Na noite de domingo (4), após a divulgação de notícias falsas de que os Guarani e Kaiowá “invadiram mais fazendas” em Douradina (MS), indo além das sete retomadas em que já se encontram dentro dos limites da Terra Indígena Lagoa Panambi, um grupo atacou a retomada Yvy Ajere. Sequer a presença de órgãos federais intimidou os criminosos. Com tratores e camionetes, os jagunços avançaram para a área da retomada. Barracos, pertences e símbolos da cosmologia Guarani e Kaiowá foram destruídos e incendiados, parte também da tática de violência contra povos indígenas. Ao menos um indígena foi ferido com disparos de balas de borracha.
Além da Força Nacional presente na região, na manhã de domingo uma comitiva composta por representantes do Ministério Público Federal (MPF), Ministério dos Povos Indígenas (MPI), Fundação Nacional dos Povos Indígenas (Funai) e Programa de Proteção de Defensores de Direitos Humanos (PPDH) esteve nas retomadas Kurupa’yty e Pikyxyin para a realização de uma oitiva e iniciou a investigação do crime sofrido pelos Guarani e Kaiowá no sábado.
“Vão cavar covas aqui pra jogar a gente tudo dentro. Pode fazer isso. Se querem Guarani e Kaiowá fora daqui, matem a gente. Enterrem aqui e aí podem plantar soja por cima. Essa é a vontade do governo? Isso que quer a Justiça? Então façam isso logo, matem a gente tudo. Jagunçada atira na gente, destrói o pouco que temos e a Força Nacional só olha, governo vem aqui e não faz nada. Saiam daqui, desgraçados! É a nossa terra e tão caçando a gente feito animal. Só quero fazer saber que vamos morrer aqui”, declarou um indígena ao Cimi.
Retaliação ao MST
Também na madrugada de domingo (4), o acampamento Esperança, onde vivem cerca de 300 famílias, em Dourados, a poucos quilômetros de Douradina, foi atacado e incendiado.

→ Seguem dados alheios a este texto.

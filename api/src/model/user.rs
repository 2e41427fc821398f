use garde::Validate;
use kernel::model::{
    id::UserId,
    role::Role,
    user::{event::CreateUser, User},
};
use serde::{Deserialize, Serialize};

#[derive(Debug, Serialize, Deserialize)]
#[serde(rename_all = "lowercase")]
pub enum RoleName {
    Admin,
    User,
}

impl From<Role> for RoleName {
    fn from(value: Role) -> Self {
        match value {
            Role::Admin => Self::Admin,
            Role::User => Self::User,
        }
    }
}

#[derive(Deserialize, Validate)]
#[serde(rename_all = "camelCase")]
pub struct CreateUserRequest {
    #[garde(length(min = 1))]
    pub name: String,
    #[garde(email)]
    pub email: String,
    #[garde(length(min = 1))]
    pub password: String,
}

impl From<CreateUserRequest> for CreateUser {
    fn from(value: CreateUserRequest) -> Self {
        let CreateUserRequest {
            name,
            email,
            password,
        } = value;
        Self {
            name,
            email,
            password,
        }
    }
}

#[derive(Serialize)]
#[serde(rename_all = "camelCase")]
pub struct UserResponse {
    pub user_id: UserId,
    pub name: String,
    pub email: String,
    pub role: RoleName,
}

impl From<User> for UserResponse {
    fn from(value: User) -> Self {
        let User {
            id,
            name,
            email,
            role,
        } = value;
        Self {
            user_id: id,
            name,
            email,
            role: RoleName::from(role),
        }
    }
}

Mantido pelo Movimento dos Trabalhadores e Trabalhadoras Rurais Sem Terra (MST), integrantes do Esperança estiveram na Terra Indígena Lagoa Panambi na última semana para prestar solidariedade e levar mantimentos às retomadas Guarani e Kaiowá.
No ataque da madrugada, integrantes do Esperança contaram cerca de dez camionetes e duas motocicletas. “Fazendeiros não deixaram o corpo de bombeiros agir com rapidez, barrando o acesso imediato ao local dos incêndios. Alguns barracos (foram) perdidos pelo fogo, (mas) a infraestrutura se recupera depois”, diz nota do acampamento Esperança. O texto destaca ainda que a solidariedade do MST aos Guarani e Kaiowá não será abalada.
“As autoridades de segurança se ausentam deliberadamente. A inércia, imobilismo em ações concretas de reforma agrária e demarcação de terras indígenas acirram os conflitos agrários. Audiências e boas prosas são ineficientes”, conclui a nota do acampamento Esperança.
STF discute Lei do Genocídio Indígena
Os ataques no Mato Grosso do Sul acontecem às vésperas da primeira reunião da câmara de conciliação do Supremo Tribunal Federal (STF), nesta segunda-feira (5), que discutirá a Lei do Genocídio Indígena (Lei 14.701/2023). Devem participar da reunião membros do Senado, Câmara dos Deputados, Governo Federal, dois governadores e um representante da Confederação Nacional dos Municípios (CNM) e da Frente Nacional dos Prefeitos (FNP). Embora represente mais de 200 povos indígenas, a Articulação dos Povos Indígenas do Brasil (Apib) terá apenas seis vagas.
A Apib convocou uma mobilização para acompanhar a reunião na Praça dos Três Poderes. A criação da câmara de conciliação foi determinada pelo ministro Gilmar Mendes em abril. A decisão não foi avaliada pelos demais ministros da Corte e não considerou as solicitações do movimento indígena, como a suspensão dos efeitos da lei.
A Lei 14.701/2023 dispõe sobre o reconhecimento, a demarcação, o uso e a gestão de terras indígenas no país e foi aprovada pelo Senado Federal em 27 de setembro do ano passado, mesmo dia em que o STF rejeitou a tese do Marco Temporal para a demarcação de terras indígenas.
O presidente Luiz Inácio Lula da Silva chegou a vetar o dispositivo da Lei que impôs o Marco Temporal, estabelecendo que os povos indígenas só teriam direito à demarcação de suas terras tradicionais se estivessem ocupando-as em 5 de outubro de 1988, data da publicação da Constituição Federal do Brasil. No entanto, esse veto foi derrubado pelo Congresso Nacional.